_About this exercise_
With the line that contains "requested orientation differs" as the final line, return every line from the start of the data below exactly.

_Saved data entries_
....................
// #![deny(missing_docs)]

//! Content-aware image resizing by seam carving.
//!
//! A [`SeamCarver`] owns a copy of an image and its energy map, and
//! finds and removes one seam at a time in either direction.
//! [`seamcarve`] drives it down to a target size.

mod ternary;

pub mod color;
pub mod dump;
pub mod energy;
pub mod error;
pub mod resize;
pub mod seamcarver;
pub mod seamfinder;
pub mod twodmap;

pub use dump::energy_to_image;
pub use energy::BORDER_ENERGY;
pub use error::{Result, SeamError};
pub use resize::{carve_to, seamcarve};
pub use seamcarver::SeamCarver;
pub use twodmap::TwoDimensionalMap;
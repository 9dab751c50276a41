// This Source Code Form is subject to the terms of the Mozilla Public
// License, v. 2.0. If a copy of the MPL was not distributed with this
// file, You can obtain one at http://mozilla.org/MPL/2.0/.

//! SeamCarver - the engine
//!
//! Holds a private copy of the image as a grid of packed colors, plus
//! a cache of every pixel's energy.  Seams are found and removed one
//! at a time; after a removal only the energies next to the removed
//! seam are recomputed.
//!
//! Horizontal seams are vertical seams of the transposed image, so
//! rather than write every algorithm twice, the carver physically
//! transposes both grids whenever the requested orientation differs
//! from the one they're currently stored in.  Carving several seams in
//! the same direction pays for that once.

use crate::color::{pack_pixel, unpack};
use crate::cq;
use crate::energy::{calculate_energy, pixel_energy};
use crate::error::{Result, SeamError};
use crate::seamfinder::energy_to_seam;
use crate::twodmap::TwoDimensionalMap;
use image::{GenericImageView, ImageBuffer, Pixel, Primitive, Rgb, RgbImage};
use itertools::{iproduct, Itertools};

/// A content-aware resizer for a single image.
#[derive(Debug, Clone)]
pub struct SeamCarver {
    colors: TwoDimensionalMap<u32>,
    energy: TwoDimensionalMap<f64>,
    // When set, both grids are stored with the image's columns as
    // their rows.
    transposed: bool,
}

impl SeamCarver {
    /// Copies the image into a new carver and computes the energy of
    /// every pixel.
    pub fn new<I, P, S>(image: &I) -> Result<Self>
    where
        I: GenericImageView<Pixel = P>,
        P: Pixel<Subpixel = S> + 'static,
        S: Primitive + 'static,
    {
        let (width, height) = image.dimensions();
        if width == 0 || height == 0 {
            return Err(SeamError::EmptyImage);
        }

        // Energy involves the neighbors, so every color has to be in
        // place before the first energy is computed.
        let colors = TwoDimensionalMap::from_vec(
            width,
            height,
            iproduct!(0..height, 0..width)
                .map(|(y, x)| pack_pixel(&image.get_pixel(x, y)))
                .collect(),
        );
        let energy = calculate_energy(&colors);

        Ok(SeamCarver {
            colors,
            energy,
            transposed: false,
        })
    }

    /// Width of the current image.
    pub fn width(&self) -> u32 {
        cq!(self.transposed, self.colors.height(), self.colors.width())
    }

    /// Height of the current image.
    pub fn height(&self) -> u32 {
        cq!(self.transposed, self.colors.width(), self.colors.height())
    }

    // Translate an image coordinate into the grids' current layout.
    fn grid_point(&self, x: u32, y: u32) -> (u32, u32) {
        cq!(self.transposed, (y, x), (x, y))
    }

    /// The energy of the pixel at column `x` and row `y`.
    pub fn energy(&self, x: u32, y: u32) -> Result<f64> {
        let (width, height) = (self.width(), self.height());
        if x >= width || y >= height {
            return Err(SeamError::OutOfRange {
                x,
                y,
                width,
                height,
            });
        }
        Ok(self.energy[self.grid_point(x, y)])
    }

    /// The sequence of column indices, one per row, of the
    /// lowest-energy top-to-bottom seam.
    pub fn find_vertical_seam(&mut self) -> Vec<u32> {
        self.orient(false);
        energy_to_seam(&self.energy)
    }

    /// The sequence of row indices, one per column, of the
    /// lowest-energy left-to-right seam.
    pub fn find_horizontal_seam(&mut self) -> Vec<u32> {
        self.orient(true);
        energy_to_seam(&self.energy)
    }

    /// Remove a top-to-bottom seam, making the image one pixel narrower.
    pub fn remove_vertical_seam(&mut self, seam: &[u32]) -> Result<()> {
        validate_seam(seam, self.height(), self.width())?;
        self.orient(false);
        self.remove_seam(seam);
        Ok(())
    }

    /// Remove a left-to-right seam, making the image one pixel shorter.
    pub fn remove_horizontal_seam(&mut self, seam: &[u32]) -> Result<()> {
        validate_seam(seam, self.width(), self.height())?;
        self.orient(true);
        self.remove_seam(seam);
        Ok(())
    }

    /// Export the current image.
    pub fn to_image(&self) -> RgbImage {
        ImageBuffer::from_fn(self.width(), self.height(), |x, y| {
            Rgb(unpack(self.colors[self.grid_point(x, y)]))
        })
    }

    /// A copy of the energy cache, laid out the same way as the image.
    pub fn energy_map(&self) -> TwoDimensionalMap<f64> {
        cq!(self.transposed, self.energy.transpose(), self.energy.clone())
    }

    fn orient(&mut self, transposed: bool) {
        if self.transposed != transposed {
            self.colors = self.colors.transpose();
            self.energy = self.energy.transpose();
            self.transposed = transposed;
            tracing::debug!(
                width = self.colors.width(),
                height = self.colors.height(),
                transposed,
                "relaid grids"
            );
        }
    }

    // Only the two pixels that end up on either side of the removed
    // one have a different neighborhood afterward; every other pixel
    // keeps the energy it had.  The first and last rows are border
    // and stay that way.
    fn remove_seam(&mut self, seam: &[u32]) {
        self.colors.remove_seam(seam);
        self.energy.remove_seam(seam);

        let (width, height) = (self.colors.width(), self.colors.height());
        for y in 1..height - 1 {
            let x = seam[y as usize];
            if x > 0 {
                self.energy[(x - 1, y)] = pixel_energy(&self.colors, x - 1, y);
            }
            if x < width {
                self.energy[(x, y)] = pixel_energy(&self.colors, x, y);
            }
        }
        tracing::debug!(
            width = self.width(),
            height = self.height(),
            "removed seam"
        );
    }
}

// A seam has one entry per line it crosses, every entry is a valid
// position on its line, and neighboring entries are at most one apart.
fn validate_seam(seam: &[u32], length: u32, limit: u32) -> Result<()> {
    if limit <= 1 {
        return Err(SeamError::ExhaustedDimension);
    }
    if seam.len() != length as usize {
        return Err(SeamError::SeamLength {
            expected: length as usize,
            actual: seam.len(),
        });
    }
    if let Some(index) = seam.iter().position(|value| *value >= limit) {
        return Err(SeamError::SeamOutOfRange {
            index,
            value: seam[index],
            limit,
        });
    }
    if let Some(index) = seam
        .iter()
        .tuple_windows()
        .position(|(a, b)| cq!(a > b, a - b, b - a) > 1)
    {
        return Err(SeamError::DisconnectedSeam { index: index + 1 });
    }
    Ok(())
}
....................
_Written response_
// #![deny(missing_docs)]

//! Content-aware image resizing by seam carving.
//!
//! A [`SeamCarver`] owns a copy of an image and its energy map, and
//! finds and removes one seam at a time in either direction.
//! [`seamcarve`] drives it down to a target size.

mod ternary;

pub mod color;
pub mod dump;
pub mod energy;
pub mod error;
pub mod resize;
pub mod seamcarver;
pub mod seamfinder;
pub mod twodmap;

pub use dump::energy_to_image;
pub use energy::BORDER_ENERGY;
pub use error::{Result, SeamError};
pub use resize::{carve_to, seamcarve};
pub use seamcarver::SeamCarver;
pub use twodmap::TwoDimensionalMap;
repository 9dab751c50276a41
// This Source Code Form is subject to the terms of the Mozilla Public
// License, v. 2.0. If a copy of the MPL was not distributed with this
// file, You can obtain one at http://mozilla.org/MPL/2.0/.

//! SeamCarver - the engine
//!
//! Holds a private copy of the image as a grid of packed colors, plus
//! a cache of every pixel's energy.  Seams are found and removed one
//! at a time; after a removal only the energies next to the removed
//! seam are recomputed.
//!
//! Horizontal seams are vertical seams of the transposed image, so
//! rather than write every algorithm twice, the carver physically
//! transposes both grids whenever the requested orientation differs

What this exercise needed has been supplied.